### Source information
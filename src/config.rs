use crate::domain::{Address, TokenId};
use std::collections::HashMap;
use thiserror::Error;

#[derive(Debug, Clone)]
pub struct Config {
    pub input_path: String,
    pub output_path: String,
    pub holdings_path: Option<String>,
    /// Own wallets; decides whether a row is incoming or outgoing.
    pub wallet_addresses: Vec<Address>,
    /// Sender whose transfers count as the initial funding deposit.
    pub funding_address: Address,
    pub bridge_markers: Vec<String>,
    pub exchange_platforms: Vec<String>,
    /// Token network fees are paid in.
    pub native_token: TokenId,
    pub reporting_currency: String,
}

#[derive(Debug, Error)]
pub enum ConfigError {
    #[error("Missing required environment variable: {0}")]
    MissingEnv(String),
    #[error("Invalid value for {0}: {1}")]
    InvalidValue(String, String),
}

impl Config {
    pub fn from_env() -> Result<Self, ConfigError> {
        Self::from_env_map(std::env::vars().collect())
    }

    pub fn from_env_map(env_map: HashMap<String, String>) -> Result<Self, ConfigError> {
        let input_path = required(&env_map, "INPUT_PATH")?;

        let output_path = env_map
            .get("OUTPUT_PATH")
            .cloned()
            .unwrap_or_else(|| "annotated.csv".to_string());

        let holdings_path = env_map
            .get("HOLDINGS_PATH")
            .map(|s| s.trim().to_string())
            .filter(|s| !s.is_empty());

        let wallet_addresses: Vec<Address> = parse_list(&required(&env_map, "WALLET_ADDRESSES")?)
            .into_iter()
            .map(Address::new)
            .collect();
        if wallet_addresses.is_empty() {
            return Err(ConfigError::InvalidValue(
                "WALLET_ADDRESSES".to_string(),
                "must list at least one address".to_string(),
            ));
        }

        let funding_address = Address::new(required(&env_map, "FUNDING_ADDRESS")?);

        let bridge_markers = parse_list(
            env_map
                .get("BRIDGE_MARKERS")
                .map(|s| s.as_str())
                .unwrap_or("bridge"),
        )
        .into_iter()
        .map(|s| s.to_lowercase())
        .collect();

        let exchange_platforms = parse_list(
            env_map
                .get("EXCHANGE_PLATFORMS")
                .map(|s| s.as_str())
                .unwrap_or("bitstamp"),
        )
        .into_iter()
        .map(|s| s.to_lowercase())
        .collect();

        let native_token = env_map
            .get("NATIVE_TOKEN")
            .map(|s| s.trim())
            .unwrap_or("ETH");
        if native_token.is_empty() {
            return Err(ConfigError::InvalidValue(
                "NATIVE_TOKEN".to_string(),
                "must not be empty".to_string(),
            ));
        }
        let native_token = TokenId::new(native_token);

        let reporting_currency = env_map
            .get("REPORTING_CURRENCY")
            .map(|s| s.trim().to_uppercase())
            .unwrap_or_else(|| "EUR".to_string());

        Ok(Config {
            input_path,
            output_path,
            holdings_path,
            wallet_addresses,
            funding_address,
            bridge_markers,
            exchange_platforms,
            native_token,
            reporting_currency,
        })
    }
}

fn required(env_map: &HashMap<String, String>, key: &str) -> Result<String, ConfigError> {
    env_map
        .get(key)
        .map(|s| s.trim().to_string())
        .filter(|s| !s.is_empty())
        .ok_or_else(|| ConfigError::MissingEnv(key.to_string()))
}

fn parse_list(raw: &str) -> Vec<String> {
    raw.split(',')
        .map(|s| s.trim().to_string())
        .filter(|s| !s.is_empty())
        .collect()
}
//! In-memory transfer source for tests.

use super::{SourceError, TransferSource};
use crate::domain::Transfer;
use async_trait::async_trait;

/// Returns a fixed set of rows.
#[derive(Debug, Clone, Default)]
pub struct MockTransferSource {
    transfers: Vec<Transfer>,
}

impl MockTransferSource {
    pub fn new() -> Self {
        Self::default()
    }

    pub fn with_transfer(mut self, transfer: Transfer) -> Self {
        self.transfers.push(transfer);
        self
    }

    pub fn with_transfers(mut self, transfers: Vec<Transfer>) -> Self {
        self.transfers.extend(transfers);
        self
    }
}

#[async_trait]
impl TransferSource for MockTransferSource {
    async fn fetch_transfers(&self) -> Result<Vec<Transfer>, SourceError> {
        Ok(self.transfers.clone())
    }
}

### Exercise description
Search the entries for the word "crate", then copy every line in which it is found.

### Solution to the exercise
use crate::domain::{Address, TokenId};
use crate::domain::Transfer;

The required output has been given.